(Stored data)
-------
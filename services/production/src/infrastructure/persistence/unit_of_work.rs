//! PostgreSQL Unit of Work 实现

use std::sync::Arc;

use async_trait::async_trait;
use oleema_adapter_postgres::TransactionManager;
use oleema_errors::{AppError, AppResult};
use sqlx::{PgPool, Postgres, Transaction};
use tokio::sync::Mutex;

use super::tx_repositories::{
    SharedTx, TxEmployeeRepository, TxOrderRepository, TxOverageRepository, TxPaymentRepository,
    TxProcessRepository, TxWorkLogRepository,
};
use crate::domain::employee::EmployeeRepository;
use crate::domain::order::OrderRepository;
use crate::domain::overage::OverageRepository;
use crate::domain::payment::PaymentRepository;
use crate::domain::process::ProcessRepository;
use crate::domain::unit_of_work::{UnitOfWork, UnitOfWorkFactory};
use crate::domain::work_log::WorkLogRepository;

/// Postgres Unit of Work 工厂
pub struct PostgresUnitOfWorkFactory {
    tx_manager: TransactionManager,
}

impl PostgresUnitOfWorkFactory {
    pub fn new(pool: PgPool) -> Self {
        Self {
            tx_manager: TransactionManager::new(pool),
        }
    }
}

#[async_trait]
impl UnitOfWorkFactory for PostgresUnitOfWorkFactory {
    async fn begin(&self) -> AppResult<Box<dyn UnitOfWork>> {
        let tx = self.tx_manager.begin().await?;
        Ok(Box::new(PostgresUnitOfWork::new(tx)))
    }

    async fn begin_readonly(&self) -> AppResult<Box<dyn UnitOfWork>> {
        let tx = self.tx_manager.begin_readonly().await?;
        Ok(Box::new(PostgresUnitOfWork::new(tx)))
    }
}

/// Postgres Unit of Work 实现
///
/// 未提交即丢弃时，sqlx 事务在 Drop 中回滚。
pub struct PostgresUnitOfWork {
    tx: SharedTx,
    order_repo: TxOrderRepository,
    process_repo: TxProcessRepository,
    employee_repo: TxEmployeeRepository,
    work_log_repo: TxWorkLogRepository,
    overage_repo: TxOverageRepository,
    payment_repo: TxPaymentRepository,
}

impl PostgresUnitOfWork {
    pub fn new(tx: Transaction<'static, Postgres>) -> Self {
        let tx = Arc::new(Mutex::new(Some(tx)));

        Self {
            tx: tx.clone(),
            order_repo: TxOrderRepository::new(tx.clone()),
            process_repo: TxProcessRepository::new(tx.clone()),
            employee_repo: TxEmployeeRepository::new(tx.clone()),
            work_log_repo: TxWorkLogRepository::new(tx.clone()),
            overage_repo: TxOverageRepository::new(tx.clone()),
            payment_repo: TxPaymentRepository::new(tx),
        }
    }
}

#[async_trait]
impl UnitOfWork for PostgresUnitOfWork {
    fn orders(&self) -> &dyn OrderRepository {
        &self.order_repo
    }

    fn processes(&self) -> &dyn ProcessRepository {
        &self.process_repo
    }

    fn employees(&self) -> &dyn EmployeeRepository {
        &self.employee_repo
    }

    fn work_logs(&self) -> &dyn WorkLogRepository {
        &self.work_log_repo
    }

    fn overages(&self) -> &dyn OverageRepository {
        &self.overage_repo
    }

    fn payments(&self) -> &dyn PaymentRepository {
        &self.payment_repo
    }

    async fn commit(self: Box<Self>) -> AppResult<()> {
        let mut guard = self.tx.lock().await;
        let tx = guard
            .take()
            .ok_or_else(|| AppError::internal("Transaction already consumed"))?;

        tx.commit()
            .await
            .map_err(|e| AppError::database(format!("Failed to commit transaction: {}", e)))?;

        Ok(())
    }

    async fn rollback(self: Box<Self>) -> AppResult<()> {
        let mut guard = self.tx.lock().await;
        let tx = guard
            .take()
            .ok_or_else(|| AppError::internal("Transaction already consumed"))?;

        tx.rollback()
            .await
            .map_err(|e| AppError::database(format!("Failed to rollback transaction: {}", e)))?;

        Ok(())
    }
}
-------
## EXERCISE
Pick out all lines from the data above in which the word "PostgresUnitOfWorkFactory" appears.

## ANSWER
pub struct PostgresUnitOfWorkFactory {
impl PostgresUnitOfWorkFactory {
impl UnitOfWorkFactory for PostgresUnitOfWorkFactory {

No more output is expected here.